In a prime-time address to the nation Thursday, the first of his presidency, Biden went further, directing states to make all of the country’s adults eligible for vaccine by May 1.
He urged Americans to keep up what he acknowledged has been a long, bitter and tragic fight — to persist in wearing masks, washing hands and staying six feet apart.
“By July 4, there’s a good chance you, your families and friends will be able to get together … and have a cookout and a barbecue and celebrate Independence Day,” Biden said.

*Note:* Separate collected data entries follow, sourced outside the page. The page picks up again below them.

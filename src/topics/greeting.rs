//! Welcome dialog: seeds the profile, shows the main menu, and hands over
//! to the topic that owns the entity.

use tracing::debug;

use crate::dialogs::{StepContext, StepOutcome, Waterfall};
use crate::error::DialogError;
use crate::profile::{EntityProfile, state_keys};

use super::{names, topic_for_entity};

pub const WELCOME: &str =
    "Hi! I am the RP helpdesk assistant. Please select the issue you are facing.";

pub const MAIN_MENU: [&str; 5] = [
    "Login issue",
    "Project assignment issue",
    "Report issue",
    "Approver correction",
    "Supervisor cycle error",
];

pub const UNKNOWN_ISSUE: &str =
    "Sorry, I can't help with that issue yet. Please raise an incident to RP team in DriveIT.";

pub const CLOSING: &str = "Is there anything else I can help you with?";

pub fn dialog() -> Result<Waterfall, DialogError> {
    Waterfall::new(
        names::GREETING,
        vec![seed_profile, main_menu, route_topic, closing],
    )
}

/// Take the entity from `{"entity_profile": {...}}` start options unless the
/// conversation already has one.
fn seed_profile(ctx: &mut StepContext<'_>) -> StepOutcome {
    if ctx.profile.has_entity() {
        return StepOutcome::Next;
    }
    let seeded = ctx
        .options()
        .and_then(|o| o.get(state_keys::ENTITY_PROFILE))
        .and_then(|v| serde_json::from_value::<EntityProfile>(v.clone()).ok());
    if let Some(seeded) = seeded {
        debug!(entity = ?seeded.entity, "Seeding profile from dialog options");
        *ctx.profile = seeded;
    }
    StepOutcome::Next
}

fn main_menu(ctx: &mut StepContext<'_>) -> StepOutcome {
    if ctx.profile.has_entity() {
        return StepOutcome::Next;
    }
    ctx.send_suggestions(WELCOME, &MAIN_MENU);
    StepOutcome::End
}

fn route_topic(ctx: &mut StepContext<'_>) -> StepOutcome {
    let topic = ctx.profile.entity.as_deref().and_then(topic_for_entity);
    match topic {
        Some(topic) => StepOutcome::begin(topic),
        None => {
            ctx.send(UNKNOWN_ISSUE);
            StepOutcome::End
        }
    }
}

fn closing(ctx: &mut StepContext<'_>) -> StepOutcome {
    ctx.send(CLOSING);
    StepOutcome::End
}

“After this long, hard year, that will make this Independence Day something truly special — where we not only mark our independence as a nation, we begin to mark our independence from this virus.”
And he implored people to get the shot as soon as they become eligible, promising a suite of tools in the days ahead to streamline and speed up the vaccination process.
“I can tell you, as somebody that’s now well past our second vaccination, it feels a lot better once you get it,” Merritt said.
“We’re still wearing masks to protect others, but we don’t worry at all about ourselves any more. And hopefully that vaccination is going to come to everybody much faster now.”
That, combined with the fact more than 20 million Americans have already had COVID-19, is slowly, gradually, denying the virus the fuel it needs to spread — and fostering cautious optimism across the country.
“We ask for your patience in practising proven prevention measures for just a little while longer,” Walensky pleaded. “We are so very close.”
That message seemed to be getting through in Austin, where there was clear evidence Thursday that locals are choosing the public health path over the freedom offered by Texas Gov. Greg Abbott.
Abbott ended the statewide mask mandate and allowed businesses to reopen at full capacity this week, a decision cheered in some parts of the state but largely ignored in this famously liberal redoubt.
A Fox News host declared, “This is freedom,” as the camera panned across a restaurant filled with maskless patrons in McKinney, a city just north of Dallas. And Attorney General Ken Paxton is taking Austin to court over its local mask rules.
“Oh, hell, no,” Merritt said when asked if he supported Abbott’s decision to end restrictions. “Our governor’s a total …”
“Idiot,” Deb Merritt offered.
El Paso Mayor Oscar Leeser wrote to Abbott last week pleading with him to let Texas municipalities decide for themselves whether to require residents to wear masks.
Austin Mayor Steve Adler retweeted Thursday a copy of the letter, which describes how Leeser’s two sisters and his brother came to visit their sick mother before she succumbed to the virus in November.
“My sisters wore a face mask and were not infected. My brother did not wear a mask,” Leeser wrote.
“Sadly, we lost my brother on Christmas Eve … If my brother had worn a face mask, he would still be alive today.”
This report by The Canadian Press was first published March 11, 2021.
James McCarten, The Canadian Press
Note to readers: This is a corrected story. An earlier version misspelled Rod and Deb Merritt’s last name.